◆ Input data
■ ■ ■
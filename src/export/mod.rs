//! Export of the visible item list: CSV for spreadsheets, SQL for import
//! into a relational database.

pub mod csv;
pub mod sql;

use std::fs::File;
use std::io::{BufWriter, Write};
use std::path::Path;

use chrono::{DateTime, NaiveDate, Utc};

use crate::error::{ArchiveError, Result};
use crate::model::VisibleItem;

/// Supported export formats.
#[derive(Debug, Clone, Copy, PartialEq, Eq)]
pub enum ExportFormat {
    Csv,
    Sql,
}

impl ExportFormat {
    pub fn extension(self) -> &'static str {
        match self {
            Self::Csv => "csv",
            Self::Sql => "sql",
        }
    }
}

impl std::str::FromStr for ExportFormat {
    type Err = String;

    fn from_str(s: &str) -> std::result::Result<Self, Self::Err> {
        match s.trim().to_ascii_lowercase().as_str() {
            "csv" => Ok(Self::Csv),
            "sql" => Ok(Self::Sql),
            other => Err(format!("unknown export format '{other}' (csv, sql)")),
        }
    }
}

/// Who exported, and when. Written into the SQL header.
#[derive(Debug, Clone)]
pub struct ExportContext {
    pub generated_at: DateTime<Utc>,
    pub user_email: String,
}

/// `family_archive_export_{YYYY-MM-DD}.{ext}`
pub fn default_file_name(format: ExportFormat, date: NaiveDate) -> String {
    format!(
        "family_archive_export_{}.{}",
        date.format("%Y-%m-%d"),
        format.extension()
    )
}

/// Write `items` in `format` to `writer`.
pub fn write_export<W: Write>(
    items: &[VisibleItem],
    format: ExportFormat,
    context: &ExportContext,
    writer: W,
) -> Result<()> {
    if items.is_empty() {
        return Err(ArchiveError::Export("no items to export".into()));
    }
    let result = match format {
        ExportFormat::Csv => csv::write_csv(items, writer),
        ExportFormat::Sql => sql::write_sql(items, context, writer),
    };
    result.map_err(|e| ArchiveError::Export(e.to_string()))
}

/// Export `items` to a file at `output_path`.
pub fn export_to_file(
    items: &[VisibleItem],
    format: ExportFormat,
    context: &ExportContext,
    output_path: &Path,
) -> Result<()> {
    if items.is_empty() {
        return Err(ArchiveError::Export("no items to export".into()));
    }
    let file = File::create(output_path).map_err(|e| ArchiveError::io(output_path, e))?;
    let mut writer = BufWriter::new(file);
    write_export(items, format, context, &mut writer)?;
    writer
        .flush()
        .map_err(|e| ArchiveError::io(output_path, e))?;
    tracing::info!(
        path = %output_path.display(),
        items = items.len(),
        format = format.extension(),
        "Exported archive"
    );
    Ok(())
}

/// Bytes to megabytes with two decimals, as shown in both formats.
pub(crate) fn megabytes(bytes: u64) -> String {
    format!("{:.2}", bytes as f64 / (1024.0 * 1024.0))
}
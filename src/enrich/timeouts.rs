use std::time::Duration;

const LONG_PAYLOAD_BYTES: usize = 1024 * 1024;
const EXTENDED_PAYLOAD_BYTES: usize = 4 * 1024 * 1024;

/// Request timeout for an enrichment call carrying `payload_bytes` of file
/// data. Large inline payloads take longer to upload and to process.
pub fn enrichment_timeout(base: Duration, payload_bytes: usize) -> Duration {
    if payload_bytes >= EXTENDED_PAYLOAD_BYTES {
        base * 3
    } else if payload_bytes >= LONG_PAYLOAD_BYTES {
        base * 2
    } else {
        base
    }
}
■ ■ ■
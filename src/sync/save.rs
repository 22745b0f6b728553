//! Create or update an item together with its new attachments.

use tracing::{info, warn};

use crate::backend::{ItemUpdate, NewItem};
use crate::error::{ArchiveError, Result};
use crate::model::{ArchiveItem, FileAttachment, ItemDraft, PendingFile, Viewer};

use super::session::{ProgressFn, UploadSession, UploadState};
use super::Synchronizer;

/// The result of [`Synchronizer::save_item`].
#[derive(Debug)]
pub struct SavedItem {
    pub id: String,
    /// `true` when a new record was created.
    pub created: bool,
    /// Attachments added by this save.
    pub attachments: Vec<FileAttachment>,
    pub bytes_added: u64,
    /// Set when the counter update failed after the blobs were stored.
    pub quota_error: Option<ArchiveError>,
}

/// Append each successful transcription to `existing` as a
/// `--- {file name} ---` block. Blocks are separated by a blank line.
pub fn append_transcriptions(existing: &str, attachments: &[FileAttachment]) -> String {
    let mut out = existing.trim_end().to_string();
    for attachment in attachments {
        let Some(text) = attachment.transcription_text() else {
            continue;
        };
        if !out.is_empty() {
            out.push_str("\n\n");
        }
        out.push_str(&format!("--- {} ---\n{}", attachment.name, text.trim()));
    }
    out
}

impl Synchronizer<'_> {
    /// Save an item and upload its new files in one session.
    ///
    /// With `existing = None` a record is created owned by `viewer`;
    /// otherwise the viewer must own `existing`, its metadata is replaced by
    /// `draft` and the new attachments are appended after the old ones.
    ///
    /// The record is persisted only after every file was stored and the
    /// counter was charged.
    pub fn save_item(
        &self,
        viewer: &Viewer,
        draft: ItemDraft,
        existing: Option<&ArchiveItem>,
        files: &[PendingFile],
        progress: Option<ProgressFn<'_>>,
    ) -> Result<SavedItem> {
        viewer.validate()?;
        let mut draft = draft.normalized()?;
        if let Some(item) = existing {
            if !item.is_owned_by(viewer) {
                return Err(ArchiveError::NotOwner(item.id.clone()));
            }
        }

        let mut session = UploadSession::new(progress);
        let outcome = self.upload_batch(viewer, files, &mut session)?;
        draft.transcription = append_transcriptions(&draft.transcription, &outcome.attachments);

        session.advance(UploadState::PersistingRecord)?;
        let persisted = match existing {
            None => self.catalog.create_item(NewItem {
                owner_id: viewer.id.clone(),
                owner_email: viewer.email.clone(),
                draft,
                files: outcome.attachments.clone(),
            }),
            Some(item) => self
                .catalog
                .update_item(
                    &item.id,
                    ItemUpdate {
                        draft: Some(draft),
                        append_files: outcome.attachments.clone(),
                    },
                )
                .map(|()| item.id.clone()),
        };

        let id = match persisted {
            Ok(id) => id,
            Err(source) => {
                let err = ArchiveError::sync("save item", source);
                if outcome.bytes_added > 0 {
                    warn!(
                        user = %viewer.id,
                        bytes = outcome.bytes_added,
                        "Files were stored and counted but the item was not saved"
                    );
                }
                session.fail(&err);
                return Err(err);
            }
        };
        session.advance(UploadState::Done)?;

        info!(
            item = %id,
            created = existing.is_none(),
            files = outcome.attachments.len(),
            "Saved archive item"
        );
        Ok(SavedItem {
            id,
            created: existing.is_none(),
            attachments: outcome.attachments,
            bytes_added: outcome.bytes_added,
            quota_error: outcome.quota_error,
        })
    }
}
■ ■ ■
◆ Try it
Determine how many lines of the data above contain the string "UploadSession", and answer with the number only.

◆ Answer to this problem
2